25 October 2006

Reason #8 to live in Upstate NY



Yeah, baby. The Cronks have (had) a plethora of less-than-beautiful apples in their backyard from the old apple tree. First we grabbed a handy tennis racket and taught them the meaning of...tennis raquet; then we got ol' Bertha out and really put the fear of God in those apples. That's not apple you see exploding off the head of that driver.

That's fear.

word.

and Happy Birthday Nathan. I'm taking my car off the road.
--


and for the record, Chuckles, NO! Dear God no! I do not work for Houghton Custodial. Oh. You said Maintenance. No. Not yet. That would be cool though. I landscape with Creekside Landscaping, a.k.a. Allan Yanda. And pick up odd ambulance shifts in nearby Springville. And cut down trees with Glen Falkhe. And do odd jobs for pretty much anyone who will pay. And maybe in a few weeks, I will wear the grey of the faithful Houghton Safety and Security. We shall see. I'm becoming a bona fide community member. See also: bona fide day laborer. Yeah!

23 October 2006

more thoughts (no bills!)

Hmmmm....

Watched "Failure to Launch" last night. It's ridiculously awesome if you re-watch portions with the French language overdubs. Especially the "Nekkid Room." My house is totally going to have a naked/library room. With a reading hammock. And a minibar. Terry Bradshaw's in pretty good shape for an old man...good call, Jeff. I'd move downstreet in a heartbeat. Find me a job.

As for dragons, I'm all for slaying them, and I'm all for the Shire. I think I'm game for going out and slaying them in groups. Not groups of dragons--groups of dragon slayers. In other dragon-slaying news, I'm nine pages into the uber-project. Maybe another seven to go. It's lookin' good. The secret, I've found, is Oreos and good Pollywogg Holler berry wine. And late nights.

I had a good discussion with a beautiful woman yesterday. Is sin action, or an attitude of the heart? The seven deadlies are all attitudes of the heart--Rage, Lust, Sloth, Gluttony, Pride, Envy, Greed. (thanks to little Wetherby for the help on the last three...not my specialties :) If the sin comes out, it evidences the heart infested with death--and in need of salvation. Following that line, sometimes a little active sin is a good thing. Like a nasty case of stomach cramps, it evidences the need for healing--salvation. Our salvation is not gained or lost--it is a series of losses and gains. We lose our lives, we get them back.

"As a man dies many times before he's dead, so does he wend from birth to birth until, by grace, he comes alive at last." -Godric

And I wasn't cutting a line between my friends in the world captivated by lies, and myself outside and redeemed. I am struggling not with necessarily straight-out lies, but influences, values, the ideas that drive my generation.
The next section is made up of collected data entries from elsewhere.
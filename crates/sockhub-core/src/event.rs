//! Lifecycle and data events raised by the server.
//!
//! | event        | arguments                                      |
//! |--------------|------------------------------------------------|
//! | `start`      | host, port                                     |
//! | `connect`    | connection, remote address                     |
//! | `message`    | connection, remote address, raw bytes          |
//! | `disconnect` | connection, remote address                     |
//! | `error`      | connection, remote address, underlying error   |

use std::fmt;
use std::io;
use std::net::SocketAddr;
use std::str::FromStr;

use crate::connection::ConnectionId;
use crate::error::ParseEventKindError;

/// Name of an event, used as the subscription key.
#[derive(Debug, Clone, Copy, PartialEq, Eq, Hash, PartialOrd, Ord)]
pub enum EventKind {
    /// The listening socket is bound and polling has begun
    Start,
    /// A client connection was accepted
    Connect,
    /// A chunk of bytes was read from a client
    Message,
    /// A client connection was torn down
    Disconnect,
    /// A socket operation failed without tearing the connection down first
    Error,
}

impl EventKind {
    /// All event kinds, in the order they appear in a connection's life.
    pub const ALL: [EventKind; 5] = [
        EventKind::Start,
        EventKind::Connect,
        EventKind::Message,
        EventKind::Disconnect,
        EventKind::Error,
    ];

    /// Returns the wire name of this event.
    pub const fn as_str(self) -> &'static str {
        match self {
            EventKind::Start => "start",
            EventKind::Connect => "connect",
            EventKind::Message => "message",
            EventKind::Disconnect => "disconnect",
            EventKind::Error => "error",
        }
    }
}

impl fmt::Display for EventKind {
    fn fmt(&self, f: &mut fmt::Formatter<'_>) -> fmt::Result {
        f.write_str(self.as_str())
    }
}

impl FromStr for EventKind {
    type Err = ParseEventKindError;

    fn from_str(s: &str) -> Result<Self, Self::Err> {
        EventKind::ALL
            .into_iter()
            .find(|kind| kind.as_str() == s)
            .ok_or_else(|| ParseEventKindError(s.to_string()))
    }
}

/// An event together with its positional arguments.
///
/// Events borrow their payloads from the server for the duration of a
/// dispatch; handlers that need to keep data must copy it.
#[derive(Debug)]
pub enum Event<'a> {
    Start {
        host: &'a str,
        port: u16,
    },
    Connect {
        connection: ConnectionId,
        remote_addr: SocketAddr,
    },
    Message {
        connection: ConnectionId,
        remote_addr: SocketAddr,
        data: &'a [u8],
    },
    Disconnect {
        connection: ConnectionId,
        remote_addr: SocketAddr,
    },
    Error {
        connection: ConnectionId,
        remote_addr: SocketAddr,
        error: &'a io::Error,
    },
}

impl Event<'_> {
    /// Returns the subscription key for this event.
    pub fn kind(&self) -> EventKind {
        match self {
            Event::Start { .. } => EventKind::Start,
            Event::Connect { .. } => EventKind::Connect,
            Event::Message { .. } => EventKind::Message,
            Event::Disconnect { .. } => EventKind::Disconnect,
            Event::Error { .. } => EventKind::Error,
        }
    }

    /// Returns the connection this event concerns, if any.
    pub fn connection(&self) -> Option<ConnectionId> {
        match self {
            Event::Start { .. } => None,
            Event::Connect { connection, .. }
            | Event::Message { connection, .. }
            | Event::Disconnect { connection, .. }
            | Event::Error { connection, .. } => Some(*connection),
        }
    }

    /// Returns the remote address of the connection this event concerns, if any.
    pub fn remote_addr(&self) -> Option<SocketAddr> {
        match self {
            Event::Start { .. } => None,
            Event::Connect { remote_addr, .. }
            | Event::Message { remote_addr, .. }
            | Event::Disconnect { remote_addr, .. }
            | Event::Error { remote_addr, .. } => Some(*remote_addr),
        }
    }
}
fn log_handler_failure(e: &EmitError, event: &Event<'_>) {
    error!(
        event = %e.kind,
        connection = ?event.connection(),
        error = %e,
        "Event handler failed"
    );
}

/// Errors that can occur in server operations.
#[derive(Debug, thiserror::Error)]
pub enum ServerError {
    #[error("Invalid configuration: {0}")]
    Config(#[from] ConfigError),

    #[error("Failed to resolve {addr}: {source}")]
    AddressResolution {
        addr: String,
        #[source]
        source: io::Error,
    },

    #[error("Failed to {stage} on {addr}: {source}")]
    SocketSetup {
        addr: String,
        stage: &'static str,
        #[source]
        source: io::Error,
    },

    #[error("Poll error: {0}")]
    Poll(#[source] io::Error),
}
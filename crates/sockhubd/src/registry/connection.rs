//! Per-connection state owned by the registry.

use std::net::SocketAddr;

use mio::net::TcpStream;
use mio::Interest;

use sockhub_core::OutboundQueue;

/// A live client connection.
///
/// The `readable`/`writable` flags remember readiness reported by the poll
/// until an operation on the socket reports would-block. The poll is
/// edge-triggered, so these flags are what lets the server do one bounded
/// read or write per cycle without losing notifications.
#[derive(Debug)]
pub struct Connection {
    /// Non-blocking client socket
    pub(crate) stream: TcpStream,

    /// Peer address recorded at accept time
    pub(crate) remote_addr: SocketAddr,

    /// Payloads waiting to be written
    pub(crate) queue: OutboundQueue,

    /// Interest currently registered with the poll
    pub(crate) interest: Interest,

    /// Socket may have unread data
    pub(crate) readable: bool,

    /// Socket may accept more outgoing data
    pub(crate) writable: bool,
}

impl Connection {
    pub(crate) fn new(stream: TcpStream, remote_addr: SocketAddr) -> Self {
        Self {
            stream,
            remote_addr,
            queue: OutboundQueue::new(),
            interest: Interest::READABLE,
            readable: false,
            writable: false,
        }
    }

    /// Peer address of this connection.
    pub fn remote_addr(&self) -> SocketAddr {
        self.remote_addr
    }

    /// Number of payloads still queued.
    pub fn pending(&self) -> usize {
        self.queue.len()
    }
}
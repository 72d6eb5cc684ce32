//! Integration tests for the TCP server.
//!
//! These tests run the full readiness loop on a blocking task and talk to it
//! over real TCP connections, covering echo, broadcast, lifecycle events,
//! chunked reads and graceful shutdown.
//!
//! Tests CAN use `.unwrap()` and `.expect()`.

use std::net::SocketAddr;
use std::time::Duration;

use sockhub_core::{Event, EventKind};
use sockhubd::handlers::attach_relay;
use sockhubd::{ConnectionRegistry, Relay, Server, ServerConfig, ServerError};
use tokio::io::{AsyncReadExt, AsyncWriteExt};
use tokio::net::TcpStream;
use tokio::sync::mpsc;
use tokio::task::JoinHandle;
use tokio::time::timeout;
use tokio_util::sync::CancellationToken;

// ============================================================================
// Constants
// ============================================================================

/// Upper bound for any single network round trip in these tests
const IO_TIMEOUT: Duration = Duration::from_secs(5);

/// How long a client waits before concluding nothing is coming
const QUIET_PERIOD: Duration = Duration::from_millis(200);

// ============================================================================
// Test Helpers
// ============================================================================

/// A server running on a blocking task, plus the events it raised.
struct TestServer {
    addr: SocketAddr,
    cancel_token: CancellationToken,
    events: mpsc::UnboundedReceiver<String>,
    handle: JoinHandle<Result<(), ServerError>>,
}

impl TestServer {
    async fn spawn(relay: Relay) -> Self {
        Self::spawn_with(test_config(), relay).await
    }

    async fn spawn_with(config: ServerConfig, relay: Relay) -> Self {
        let cancel_token = CancellationToken::new();
        let mut server = Server::new(config, cancel_token.clone()).expect("create server");

        let (tx, events) = mpsc::unbounded_channel();
        for kind in EventKind::ALL {
            let tx = tx.clone();
            server.on(kind, move |_: &mut ConnectionRegistry, event: &Event<'_>| {
                let _ = tx.send(describe(event));
                Ok(())
            });
        }
        attach_relay(&mut server, relay);

        let addr = server.initialize().expect("bind server");
        let handle = tokio::task::spawn_blocking(move || server.run());

        TestServer {
            addr,
            cancel_token,
            events,
            handle,
        }
    }

    async fn connect(&self) -> TcpStream {
        timeout(IO_TIMEOUT, TcpStream::connect(self.addr))
            .await
            .expect("connect timed out")
            .expect("connect to server")
    }

    /// Waits for the next event whose description starts with `prefix`.
    async fn next_event(&mut self, prefix: &str) -> String {
        timeout(IO_TIMEOUT, async {
            loop {
                let event = self.events.recv().await.expect("event channel closed");
                if event.starts_with(prefix) {
                    return event;
                }
            }
        })
        .await
        .unwrap_or_else(|_| panic!("no '{prefix}' event within {IO_TIMEOUT:?}"))
    }

    /// Cancels the loop and waits for it to return.
    async fn shutdown(self) -> (Result<(), ServerError>, Vec<String>) {
        let TestServer {
            cancel_token,
            mut events,
            handle,
            ..
        } = self;

        cancel_token.cancel();
        let result = timeout(IO_TIMEOUT, handle)
            .await
            .expect("server did not stop")
            .expect("server task panicked");

        let mut rest = Vec::new();
        while let Ok(event) = events.try_recv() {
            rest.push(event);
        }
        (result, rest)
    }
}

fn test_config() -> ServerConfig {
    ServerConfig {
        backlog: 128,
        poll_timeout_ms: 10,
        ..ServerConfig::new("127.0.0.1", 0)
    }
}

fn describe(event: &Event<'_>) -> String {
    match event {
        Event::Start { port, .. } => format!("start {port}"),
        Event::Connect { connection, .. } => format!("connect {connection}"),
        Event::Message {
            connection, data, ..
        } => format!("message {connection} {}", String::from_utf8_lossy(data)),
        Event::Disconnect { connection, .. } => format!("disconnect {connection}"),
        Event::Error {
            connection, error, ..
        } => format!("error {connection} {error}"),
    }
}

async fn read_exactly(stream: &mut TcpStream, len: usize) -> Vec<u8> {
    let mut buf = vec![0; len];
    timeout(IO_TIMEOUT, stream.read_exact(&mut buf))
        .await
        .expect("read timed out")
        .expect("read from server");
    buf
}

async fn assert_nothing_to_read(stream: &mut TcpStream) {
    let mut buf = [0u8; 64];
    let result = timeout(QUIET_PERIOD, stream.read(&mut buf)).await;
    assert!(result.is_err(), "unexpected data: {result:?}");
}

// ============================================================================
// Echo
// ============================================================================

#[tokio::test]
async fn test_echo_round_trip() {
    let mut server = TestServer::spawn(Relay::Echo).await;
    let mut client = server.connect().await;
    server.next_event("connect").await;

    client.write_all(b"hello").await.unwrap();
    assert_eq!(read_exactly(&mut client, 5).await, b"hello");

    client.write_all(b"again").await.unwrap();
    assert_eq!(read_exactly(&mut client, 5).await, b"again");

    let (result, _) = server.shutdown().await;
    assert!(result.is_ok());
}

#[tokio::test]
async fn test_echo_large_message_is_chunked() {
    let config = ServerConfig {
        read_chunk_size: 1024,
        ..test_config()
    };
    let mut server = TestServer::spawn_with(config, Relay::Echo).await;
    let mut client = server.connect().await;
    server.next_event("connect").await;

    let payload: Vec<u8> = (0..64 * 1024).map(|i| b'a' + (i % 26) as u8).collect();
    let (mut reader, mut writer) = client.split();

    let (written, echoed) = tokio::join!(writer.write_all(&payload), async {
        let mut buf = vec![0; payload.len()];
        timeout(IO_TIMEOUT, reader.read_exact(&mut buf))
            .await
            .expect("echo timed out")
            .expect("read echo");
        buf
    });
    written.unwrap();
    assert_eq!(echoed, payload);

    // Reads are bounded, so one write shows up as many message events
    let mut messages = 0;
    while let Ok(event) = server.events.try_recv() {
        if event.starts_with("message") {
            messages += 1;
        }
    }
    assert!(messages >= 2, "expected several chunks, got {messages}");

    let (result, _) = server.shutdown().await;
    assert!(result.is_ok());
}

#[tokio::test]
async fn test_echo_many_clients() {
    let mut server = TestServer::spawn(Relay::Echo).await;

    let mut clients = Vec::new();
    for _ in 0..20 {
        clients.push(server.connect().await);
    }
    for _ in 0..20 {
        server.next_event("connect").await;
    }

    for (i, client) in clients.iter_mut().enumerate() {
        client.write_all(format!("client-{i:02}").as_bytes()).await.unwrap();
    }
    for (i, client) in clients.iter_mut().enumerate() {
        let echoed = read_exactly(client, 9).await;
        assert_eq!(echoed, format!("client-{i:02}").as_bytes());
    }

    let (result, _) = server.shutdown().await;
    assert!(result.is_ok());
}

// ============================================================================
// Broadcast
// ============================================================================

#[tokio::test]
async fn test_broadcast_reaches_all_clients() {
    let mut server = TestServer::spawn(Relay::Broadcast).await;
    let mut a = server.connect().await;
    let mut b = server.connect().await;
    let mut c = server.connect().await;
    for _ in 0..3 {
        server.next_event("connect").await;
    }

    b.write_all(b"news").await.unwrap();

    assert_eq!(read_exactly(&mut a, 4).await, b"news");
    assert_eq!(read_exactly(&mut b, 4).await, b"news");
    assert_eq!(read_exactly(&mut c, 4).await, b"news");

    let (result, _) = server.shutdown().await;
    assert!(result.is_ok());
}

#[tokio::test]
async fn test_relay_off_sends_nothing() {
    let mut server = TestServer::spawn(Relay::Off).await;
    let mut client = server.connect().await;
    server.next_event("connect").await;

    client.write_all(b"quiet").await.unwrap();
    assert_eq!(server.next_event("message").await, "message conn-1 quiet");
    assert_nothing_to_read(&mut client).await;

    let (result, _) = server.shutdown().await;
    assert!(result.is_ok());
}

// ============================================================================
// Lifecycle Events
// ============================================================================

#[tokio::test]
async fn test_start_event_reports_bound_port() {
    let mut server = TestServer::spawn(Relay::Off).await;
    let start = server.next_event("start").await;
    assert_eq!(start, format!("start {}", server.addr.port()));

    let (result, _) = server.shutdown().await;
    assert!(result.is_ok());
}

#[tokio::test]
async fn test_connect_message_disconnect_sequence() {
    let mut server = TestServer::spawn(Relay::Off).await;
    server.next_event("start").await;

    let mut client = server.connect().await;
    assert_eq!(server.next_event("connect").await, "connect conn-1");

    client.write_all(b"hi").await.unwrap();
    assert_eq!(server.next_event("message").await, "message conn-1 hi");

    drop(client);
    assert_eq!(server.next_event("disconnect").await, "disconnect conn-1");

    let (result, rest) = server.shutdown().await;
    assert!(result.is_ok());
    assert!(
        !rest.iter().any(|e| e.starts_with("disconnect")),
        "disconnect reported twice: {rest:?}"
    );
}

#[tokio::test]
async fn test_connection_ids_increase() {
    let mut server = TestServer::spawn(Relay::Off).await;

    let first = server.connect().await;
    assert_eq!(server.next_event("connect").await, "connect conn-1");
    drop(first);
    server.next_event("disconnect").await;

    let _second = server.connect().await;
    assert_eq!(server.next_event("connect").await, "connect conn-2");

    let (result, _) = server.shutdown().await;
    assert!(result.is_ok());
}

// ============================================================================
// Shutdown
// ============================================================================

#[tokio::test]
async fn test_shutdown_disconnects_clients() {
    let mut server = TestServer::spawn(Relay::Off).await;
    let mut a = server.connect().await;
    let mut b = server.connect().await;
    for _ in 0..2 {
        server.next_event("connect").await;
    }

    let (result, rest) = server.shutdown().await;
    assert!(result.is_ok());
    assert_eq!(
        rest.iter().filter(|e| e.starts_with("disconnect")).count(),
        2,
        "events after shutdown: {rest:?}"
    );

    // Both sockets were closed by the server
    for client in [&mut a, &mut b] {
        let mut buf = [0u8; 8];
        let n = timeout(IO_TIMEOUT, client.read(&mut buf))
            .await
            .expect("read timed out")
            .unwrap_or(0);
        assert_eq!(n, 0);
    }
}

#[tokio::test]
async fn test_server_from_config_file() {
    let dir = tempfile::tempdir().unwrap();
    let path = dir.path().join("sockhub.toml");
    std::fs::write(
        &path,
        "host = \"127.0.0.1\"\nport = 0\nbacklog = 8\nread_chunk_size = 16\npoll_timeout_ms = 5\n",
    )
    .unwrap();

    let config = ServerConfig::load(&path).unwrap();
    assert_eq!(config.read_chunk_size, 16);

    let mut server = TestServer::spawn_with(config, Relay::Echo).await;
    let mut client = server.connect().await;
    server.next_event("connect").await;

    client.write_all(b"from a config file").await.unwrap();
    assert_eq!(read_exactly(&mut client, 18).await, b"from a config file");

    let (result, _) = server.shutdown().await;
    assert!(result.is_ok());
}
They're mine as much as they are theirs, and they are my cultural context--both struggle and joy. I like being a twenty-first century American twenty-something...but like any other place or time, it's got questions to be answered and difficulties to be overcome. Got a need for the wind and wisdom of God, just like every generation.
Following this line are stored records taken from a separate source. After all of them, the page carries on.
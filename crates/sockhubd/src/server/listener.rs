//! Listening socket setup.

use std::io;
use std::net::{SocketAddr, ToSocketAddrs};

use mio::net::TcpListener;
use socket2::{Domain, Protocol, Socket, Type};

use super::ServerError;
use crate::config::ServerConfig;

/// The bound listening socket and its readiness level.
#[derive(Debug)]
pub(crate) struct Listener {
    pub(crate) socket: TcpListener,
    pub(crate) local_addr: SocketAddr,
    /// Pending connections may be waiting in the accept queue
    pub(crate) ready: bool,
}

/// Resolves the configured host and binds a non-blocking listener with
/// `SO_REUSEADDR` and the configured backlog.
pub(crate) fn bind(config: &ServerConfig) -> Result<Listener, ServerError> {
    let addr = resolve(config)?;
    let setup = |stage: &'static str| {
        move |source: io::Error| ServerError::SocketSetup {
            addr: addr.to_string(),
            stage,
            source,
        }
    };

    let socket = Socket::new(Domain::for_address(addr), Type::STREAM, Some(Protocol::TCP))
        .map_err(setup("create socket"))?;
    socket
        .set_reuse_address(true)
        .map_err(setup("set SO_REUSEADDR"))?;
    socket.set_nonblocking(true).map_err(setup("set non-blocking"))?;
    socket.bind(&addr.into()).map_err(setup("bind"))?;

    let backlog = i32::try_from(config.backlog).unwrap_or(i32::MAX);
    socket.listen(backlog).map_err(setup("listen"))?;

    let socket = TcpListener::from_std(socket.into());
    let local_addr = socket.local_addr().map_err(setup("read local address"))?;

    Ok(Listener {
        socket,
        local_addr,
        ready: false,
    })
}

fn resolve(config: &ServerConfig) -> Result<SocketAddr, ServerError> {
    let resolution_failed = |source: io::Error| ServerError::AddressResolution {
        addr: config.bind_address(),
        source,
    };

    (config.host.as_str(), config.port)
        .to_socket_addrs()
        .map_err(resolution_failed)?
        .next()
        .ok_or_else(|| {
            resolution_failed(io::Error::new(
                io::ErrorKind::NotFound,
                "host resolved to no addresses",
            ))
        })
}

#[cfg(test)]
mod tests {
    use super::*;

    #[test]
    fn test_bind_ephemeral_port() {
        let listener = bind(&ServerConfig::new("127.0.0.1", 0)).unwrap();
        assert!(listener.local_addr.ip().is_loopback());
        assert_ne!(listener.local_addr.port(), 0);
        assert!(!listener.ready);
    }

    #[test]
    fn test_bind_port_in_use_fails() {
        let taken = std::net::TcpListener::bind("127.0.0.1:0").unwrap();
        let port = taken.local_addr().unwrap().port();

        let err = bind(&ServerConfig::new("127.0.0.1", port)).unwrap_err();
        match err {
            ServerError::SocketSetup { stage, ref addr, .. } => {
                assert_eq!(stage, "bind");
                assert!(addr.ends_with(&port.to_string()));
            }
            other => panic!("Expected SocketSetup, got {other:?}"),
        }
    }
}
Well said, Katrina. Reminds me of a few shiningly great of examples of artists who escape the status quo and give a little time to those not single teens or twentysomethings, who I shall celebrate here.

Cheers go out to the artists of Iron & Wine, for love songs like "Naked As We Came" celebrating the romance of those married with children. And the writers of Firefly and Serenity for integrating Zoe and Wash and the various and sundry stresses of married life into the tale of life on a starfaring freighter. And, of course, The Flaming Lips and Death Cab For Cutie for making the theme of love in the face of death O-So-Trendy right now with "What Sarah Said" ("Love is watching someone die/Who's gonna watch you die?") and "Do You Realize" ("we're floating in space...that happiness/makes you cry...that everyone you know/one day/will die?")
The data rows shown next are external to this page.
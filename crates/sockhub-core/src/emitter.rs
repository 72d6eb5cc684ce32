//! Synchronous publish/subscribe dispatch of server events.
//!
//! The emitter keeps, per [`EventKind`], an ordered list of handlers and
//! invokes them on the caller's thread when an event is emitted. There is no
//! fault isolation: the first handler that fails aborts the emission and its
//! error is handed back to whoever called [`EventEmitter::emit`].
//!
//! Handlers receive a mutable context alongside the event. The server passes
//! its connection registry here, which lets a handler queue replies while it
//! is being dispatched.
//!
//! # Usage
//!
//! ```
//! use sockhub_core::{Event, EventEmitter, EventKind};
//!
//! let mut emitter: EventEmitter<Vec<String>> = EventEmitter::new();
//! let handler = emitter.on(EventKind::Start, |log: &mut Vec<String>, event: &Event<'_>| {
//!     log.push(event.kind().to_string());
//!     Ok(())
//! });
//!
//! let mut log = Vec::new();
//! emitter.emit(&mut log, &Event::Start { host: "0.0.0.0", port: 6666 }).unwrap();
//! assert_eq!(log, vec!["start".to_string()]);
//!
//! assert!(emitter.unregister(EventKind::Start, &handler));
//! ```

use std::collections::HashMap;
use std::fmt;
use std::sync::Arc;

use tracing::trace;

use crate::error::EmitError;
use crate::event::{Event, EventKind};

/// A registered event handler.
///
/// Handlers are shared handles: registration identity is the allocation, so
/// registering a clone of the same handle twice is a no-op.
pub type Handler<C> = Arc<dyn Fn(&mut C, &Event<'_>) -> anyhow::Result<()> + Send + Sync>;

/// Named-event dispatcher with idempotent registration.
pub struct EventEmitter<C: ?Sized> {
    handlers: HashMap<EventKind, Vec<Handler<C>>>,
}

impl<C: ?Sized> EventEmitter<C> {
    /// Creates an emitter with no handlers.
    pub fn new() -> Self {
        Self {
            handlers: HashMap::new(),
        }
    }

    /// Registers `handler` for `kind`.
    ///
    /// Returns `false` if this exact handler was already registered for
    /// `kind`, in which case nothing changes.
    pub fn register(&mut self, kind: EventKind, handler: Handler<C>) -> bool {
        let list = self.handlers.entry(kind).or_default();
        if list.iter().any(|h| same_handler(h, &handler)) {
            return false;
        }
        list.push(handler);
        true
    }

    /// Wraps `f` into a [`Handler`], registers it for `kind` and returns the
    /// handle so it can be unregistered later.
    pub fn on<F>(&mut self, kind: EventKind, f: F) -> Handler<C>
    where
        F: Fn(&mut C, &Event<'_>) -> anyhow::Result<()> + Send + Sync + 'static,
    {
        let handler: Handler<C> = Arc::new(f);
        self.register(kind, Arc::clone(&handler));
        handler
    }

    /// Removes `handler` from `kind`.
    ///
    /// Returns `false` if it was not registered.
    pub fn unregister(&mut self, kind: EventKind, handler: &Handler<C>) -> bool {
        let Some(list) = self.handlers.get_mut(&kind) else {
            return false;
        };
        let before = list.len();
        list.retain(|h| !same_handler(h, handler));
        list.len() != before
    }

    /// Number of handlers registered for `kind`.
    pub fn handler_count(&self, kind: EventKind) -> usize {
        self.handlers.get(&kind).map_or(0, Vec::len)
    }

    /// Invokes every handler registered for the event's kind, in
    /// registration order.
    ///
    /// # Errors
    ///
    /// Returns the first handler failure; later handlers are skipped.
    pub fn emit(&self, ctx: &mut C, event: &Event<'_>) -> Result<(), EmitError> {
        let kind = event.kind();
        let Some(list) = self.handlers.get(&kind) else {
            return Ok(());
        };

        trace!(event = %kind, handlers = list.len(), "Emitting event");

        for handler in list {
            handler(&mut *ctx, event).map_err(|source| EmitError { kind, source })?;
        }
        Ok(())
    }
}

impl<C: ?Sized> Default for EventEmitter<C> {
    fn default() -> Self {
        Self::new()
    }
}

impl<C: ?Sized> fmt::Debug for EventEmitter<C> {
    fn fmt(&self, f: &mut fmt::Formatter<'_>) -> fmt::Result {
        let mut map = f.debug_map();
        for kind in EventKind::ALL {
            map.entry(&kind.as_str(), &self.handler_count(kind));
        }
        map.finish()
    }
}

/// Compares handler allocations, ignoring vtable pointers.
fn same_handler<C: ?Sized>(a: &Handler<C>, b: &Handler<C>) -> bool {
    std::ptr::addr_eq(Arc::as_ptr(a), Arc::as_ptr(b))
}
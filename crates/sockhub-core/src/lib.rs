//! sockhub core - shared types for the connection multiplexer
//!
//! This crate provides the pieces of the server that do not touch sockets:
//! - `connection` - connection identifiers
//! - `event` - lifecycle and data events and their names
//! - `emitter` - synchronous publish/subscribe dispatch
//! - `queue` - per-connection outbound payload queues
//!
//! All code follows the panic-free policy: no `.unwrap()`, `.expect()`,
//! `panic!()`, `unreachable!()`, `todo!()`, or direct indexing `[i]`.

pub mod connection;
pub mod emitter;
pub mod error;
pub mod event;
pub mod queue;

// Re-exports for convenience
pub use connection::{ConnectionId, ConnectionIdGenerator};
pub use emitter::{EventEmitter, Handler};
pub use error::{EmitError, ParseEventKindError};
pub use event::{Event, EventKind};
pub use queue::OutboundQueue;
And, right back atcha Jeff, you should watch "Friends with Money," a really awesome and very NPR (so trendy right now) film about the lives of three married well-to-do couples and their unmarried and not-so-well-to-do friend. Which includes the coolest married couple I can remember being portrayed on film, with the chipper husband blissfully unaware that all of his friends thinks he's gay. Good flick.

So. Dr. Tawfiq Hamid is here, advocating peaceful Islam, and I am off to pretend to be a prospective student in class because it's too cold and wet to cut lawns today. I think it's becoming a trend. I shall call it, "winter." Just signed up for a few shifts driving the old ambulance. Good bye, lawnmowing, I shall miss the paychecks.

11 October 2006

thoughts after bills

so bills are obnoxious--glad all I have to worry about is the phone and the student loans. elsewise I might go mad.

a quick thought before I head back out into the un-wired-world.

I have a lot of friends (guys and gals, but more guys than gals) who are late twenty-something, single, living at home or on their own, Playstation and X-Box owners who simply don't want to grow up.

I don't mean that in a derogatory way--it's just that my generation of guys has no real desire to marry, settle down, have a career, become a grown-up. I think that's why one of my friends just got a divorce and a new girlfriend.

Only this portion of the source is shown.